## WORK INSTRUCTIONS
Every record must be reproduced exactly. Leave none out.

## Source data
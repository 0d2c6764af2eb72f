use serde::{Deserialize, Serialize};

/// Identifier wrapper for submitted applications.
#[derive(Debug, Clone, PartialEq, Eq, Hash, PartialOrd, Ord, Serialize, Deserialize)]
pub struct ApplicationId(pub String);

impl std::fmt::Display for ApplicationId {
    fn fmt(&self, f: &mut std::fmt::Formatter<'_>) -> std::fmt::Result {
        f.write_str(&self.0)
    }
}

/// Values typed in by the applicant on the intake form.
#[derive(Debug, Clone, PartialEq, Serialize, Deserialize)]
pub struct DeclaredFields {
    pub identity_number: String,
    pub name: String,
    pub phone: String,
    pub address: String,
    pub dependents: u32,
    pub monthly_income: f64,
    pub monthly_debt_service: f64,
}

impl DeclaredFields {
    /// Declared amounts must be finite and non-negative.
    pub fn validate(&self) -> Result<(), SubmissionError> {
        for (field, value) in [
            ("monthly_income", self.monthly_income),
            ("monthly_debt_service", self.monthly_debt_service),
        ] {
            if !value.is_finite() || value < 0.0 {
                return Err(SubmissionError::InvalidAmount { field, value });
            }
        }
        Ok(())
    }
}

/// Submission rejected before any processing starts.
#[derive(Debug, Clone, PartialEq, thiserror::Error)]
pub enum SubmissionError {
    #[error("{field} must be a finite non-negative amount, got {value}")]
    InvalidAmount { field: &'static str, value: f64 },
}

/// Opaque uploaded document. The payload is never serialized back out.
#[derive(Debug, Clone, PartialEq, Eq, Serialize, Deserialize)]
pub struct DocumentHandle {
    pub name: String,
    #[serde(skip_serializing, default)]
    pub content: Vec<u8>,
}

impl DocumentHandle {
    pub fn new(name: impl Into<String>, content: impl Into<Vec<u8>>) -> Self {
        Self {
            name: name.into(),
            content: content.into(),
        }
    }

    pub fn from_text(name: impl Into<String>, text: impl Into<String>) -> Self {
        Self::new(name, text.into().into_bytes())
    }
}

/// Supporting material attached to a submission; every document is optional.
#[derive(Debug, Clone, Default, PartialEq, Eq, Serialize, Deserialize)]
pub struct SupportingDocuments {
    pub identity_document: Option<DocumentHandle>,
    pub bank_statement: Option<DocumentHandle>,
    pub resume: Option<DocumentHandle>,
}

/// Everything the applicant hands over in one submission.
#[derive(Debug, Clone, PartialEq, Serialize, Deserialize)]
pub struct ApplicationSubmission {
    pub declared: DeclaredFields,
    #[serde(default)]
    pub documents: SupportingDocuments,
}

/// Facts recovered from the uploaded documents.
#[derive(Debug, Clone, Default, PartialEq, Serialize, Deserialize)]
pub struct ExtractedFields {
    pub identity_number: String,
    pub name: String,
    pub address: String,
    pub phone: String,
    pub monthly_income: f64,
    pub monthly_debt_service: f64,
}

/// Declared/extracted field pairs checked during reconciliation, in evaluation order.
#[derive(Debug, Clone, Copy, PartialEq, Eq, Hash, PartialOrd, Ord, Serialize, Deserialize)]
#[serde(rename_all = "snake_case")]
pub enum MismatchField {
    Name,
    PhoneNumber,
    Address,
    Income,
    LoanAmount,
}

impl MismatchField {
    pub const fn ordered() -> [Self; 5] {
        [
            Self::Name,
            Self::PhoneNumber,
            Self::Address,
            Self::Income,
            Self::LoanAmount,
        ]
    }

    pub const fn label(self) -> &'static str {
        match self {
            Self::Name => "Name",
            Self::PhoneNumber => "Phone Number",
            Self::Address => "Address",
            Self::Income => "Income",
            Self::LoanAmount => "Loan Amount",
        }
    }
}

/// Stage of the processing pipeline, published to callers polling a submission.
#[derive(Debug, Clone, Copy, PartialEq, Eq, Hash, Serialize, Deserialize)]
#[serde(rename_all = "snake_case")]
pub enum PipelineStage {
    Received,
    Extracting,
    Reconciling,
    Validating,
    Evaluating,
    Recommending,
    Done,
    Terminated,
    Failed,
    Cancelled,
}

impl PipelineStage {
    pub const fn label(self) -> &'static str {
        match self {
            Self::Received => "Application received",
            Self::Extracting => "Extracting documents",
            Self::Reconciling => "Reconciling data",
            Self::Validating => "Validating information",
            Self::Evaluating => "Running eligibility evaluation",
            Self::Recommending => "Generating career recommendations",
            Self::Done => "Processing complete",
            Self::Terminated => "Stopped: documents do not match the application",
            Self::Failed => "Processing error",
            Self::Cancelled => "Processing cancelled",
        }
    }

    pub const fn is_terminal(self) -> bool {
        matches!(
            self,
            Self::Done | Self::Terminated | Self::Failed | Self::Cancelled
        )
    }

    /// Status implied by the stage; anything before a terminal stage is in progress.
    pub const fn status(self) -> ApplicationStatus {
        match self {
            Self::Done => ApplicationStatus::Completed,
            Self::Terminated => ApplicationStatus::MismatchTerminated,
            Self::Failed => ApplicationStatus::Failed,
            Self::Cancelled => ApplicationStatus::Cancelled,
            _ => ApplicationStatus::InProgress,
        }
    }
}

/// High level status tracked for stored applications.
#[derive(Debug, Clone, Copy, PartialEq, Eq, Serialize, Deserialize)]
#[serde(rename_all = "snake_case")]
pub enum ApplicationStatus {
    Submitted,
    InProgress,
    MismatchTerminated,
    Completed,
    Failed,
    Cancelled,
}

impl ApplicationStatus {
    pub const fn label(self) -> &'static str {
        match self {
            ApplicationStatus::Submitted => "submitted",
            ApplicationStatus::InProgress => "in_progress",
            ApplicationStatus::MismatchTerminated => "mismatch_terminated",
            ApplicationStatus::Completed => "completed",
            ApplicationStatus::Failed => "failed",
            ApplicationStatus::Cancelled => "cancelled",
        }
    }
}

## SOLUTION BELOW
repository 0d2c6764af2eb72f
use serde::{Deserialize, Serialize};

/// Identifier wrapper for submitted applications.
#[derive(Debug, Clone, PartialEq, Eq, Hash, PartialOrd, Ord, Serialize, Deserialize)]
pub struct ApplicationId(pub String);

impl std::fmt::Display for ApplicationId {
    fn fmt(&self, f: &mut std::fmt::Formatter<'_>) -> std::fmt::Result {
        f.write_str(&self.0)
    }
}

/// Values typed in by the applicant on the intake form.
#[derive(Debug, Clone, PartialEq, Serialize, Deserialize)]
pub struct DeclaredFields {
    pub identity_number: String,
    pub name: String,
    pub phone: String,
    pub address: String,
    pub dependents: u32,
    pub monthly_income: f64,
    pub monthly_debt_service: f64,
}

impl DeclaredFields {
    /// Declared amounts must be finite and non-negative.
    pub fn validate(&self) -> Result<(), SubmissionError> {
        for (field, value) in [
            ("monthly_income", self.monthly_income),
            ("monthly_debt_service", self.monthly_debt_service),
        ] {
            if !value.is_finite() || value < 0.0 {
                return Err(SubmissionError::InvalidAmount { field, value });
            }
        }
        Ok(())
    }
}

/// Submission rejected before any processing starts.
#[derive(Debug, Clone, PartialEq, thiserror::Error)]
pub enum SubmissionError {
    #[error("{field} must be a finite non-negative amount, got {value}")]
    InvalidAmount { field: &'static str, value: f64 },
}

/// Opaque uploaded document. The payload is never serialized back out.
#[derive(Debug, Clone, PartialEq, Eq, Serialize, Deserialize)]
pub struct DocumentHandle {
    pub name: String,
    #[serde(skip_serializing, default)]
    pub content: Vec<u8>,
}

impl DocumentHandle {
    pub fn new(name: impl Into<String>, content: impl Into<Vec<u8>>) -> Self {
        Self {
            name: name.into(),
            content: content.into(),
        }
    }

    pub fn from_text(name: impl Into<String>, text: impl Into<String>) -> Self {
        Self::new(name, text.into().into_bytes())
    }
}

/// Supporting material attached to a submission; every document is optional.
#[derive(Debug, Clone, Default, PartialEq, Eq, Serialize, Deserialize)]
pub struct SupportingDocuments {
    pub identity_document: Option<DocumentHandle>,
    pub bank_statement: Option<DocumentHandle>,
    pub resume: Option<DocumentHandle>,
}

/// Everything the applicant hands over in one submission.
#[derive(Debug, Clone, PartialEq, Serialize, Deserialize)]
pub struct ApplicationSubmission {
    pub declared: DeclaredFields,
    #[serde(default)]
    pub documents: SupportingDocuments,
}

/// Facts recovered from the uploaded documents.
#[derive(Debug, Clone, Default, PartialEq, Serialize, Deserialize)]
pub struct ExtractedFields {
    pub identity_number: String,
    pub name: String,
    pub address: String,
    pub phone: String,
    pub monthly_income: f64,
    pub monthly_debt_service: f64,
}

/// Declared/extracted field pairs checked during reconciliation, in evaluation order.
#[derive(Debug, Clone, Copy, PartialEq, Eq, Hash, PartialOrd, Ord, Serialize, Deserialize)]
#[serde(rename_all = "snake_case")]
pub enum MismatchField {
    Name,
    PhoneNumber,
    Address,
    Income,
    LoanAmount,
}

impl MismatchField {
    pub const fn ordered() -> [Self; 5] {
        [
            Self::Name,
            Self::PhoneNumber,
            Self::Address,
            Self::Income,
            Self::LoanAmount,
        ]
    }

    pub const fn label(self) -> &'static str {
        match self {
            Self::Name => "Name",
            Self::PhoneNumber => "Phone Number",
            Self::Address => "Address",
            Self::Income => "Income",
            Self::LoanAmount => "Loan Amount",
        }
    }
}

/// Stage of the processing pipeline, published to callers polling a submission.
#[derive(Debug, Clone, Copy, PartialEq, Eq, Hash, Serialize, Deserialize)]
#[serde(rename_all = "snake_case")]
pub enum PipelineStage {
    Received,
    Extracting,
    Reconciling,
    Validating,
    Evaluating,
    Recommending,
    Done,
    Terminated,
    Failed,
    Cancelled,
}

impl PipelineStage {
    pub const fn label(self) -> &'static str {
        match self {
            Self::Received => "Application received",
            Self::Extracting => "Extracting documents",
            Self::Reconciling => "Reconciling data",
            Self::Validating => "Validating information",
            Self::Evaluating => "Running eligibility evaluation",
            Self::Recommending => "Generating career recommendations",
            Self::Done => "Processing complete",
            Self::Terminated => "Stopped: documents do not match the application",
            Self::Failed => "Processing error",
            Self::Cancelled => "Processing cancelled",
        }
    }

    pub const fn is_terminal(self) -> bool {
        matches!(
            self,
            Self::Done | Self::Terminated | Self::Failed | Self::Cancelled
        )
    }

    /// Status implied by the stage; anything before a terminal stage is in progress.
    pub const fn status(self) -> ApplicationStatus {
        match self {
            Self::Done => ApplicationStatus::Completed,
            Self::Terminated => ApplicationStatus::MismatchTerminated,
            Self::Failed => ApplicationStatus::Failed,
            Self::Cancelled => ApplicationStatus::Cancelled,
            _ => ApplicationStatus::InProgress,
        }
    }
}

/// High level status tracked for stored applications.
#[derive(Debug, Clone, Copy, PartialEq, Eq, Serialize, Deserialize)]
#[serde(rename_all = "snake_case")]
pub enum ApplicationStatus {
    Submitted,
    InProgress,
    MismatchTerminated,
    Completed,
    Failed,
    Cancelled,
}

impl ApplicationStatus {
    pub const fn label(self) -> &'static str {
        match self {
            ApplicationStatus::Submitted => "submitted",
            ApplicationStatus::InProgress => "in_progress",
            ApplicationStatus::MismatchTerminated => "mismatch_terminated",
            ApplicationStatus::Completed => "completed",
            ApplicationStatus::Failed => "failed",
            ApplicationStatus::Cancelled => "cancelled",
        }
    }
}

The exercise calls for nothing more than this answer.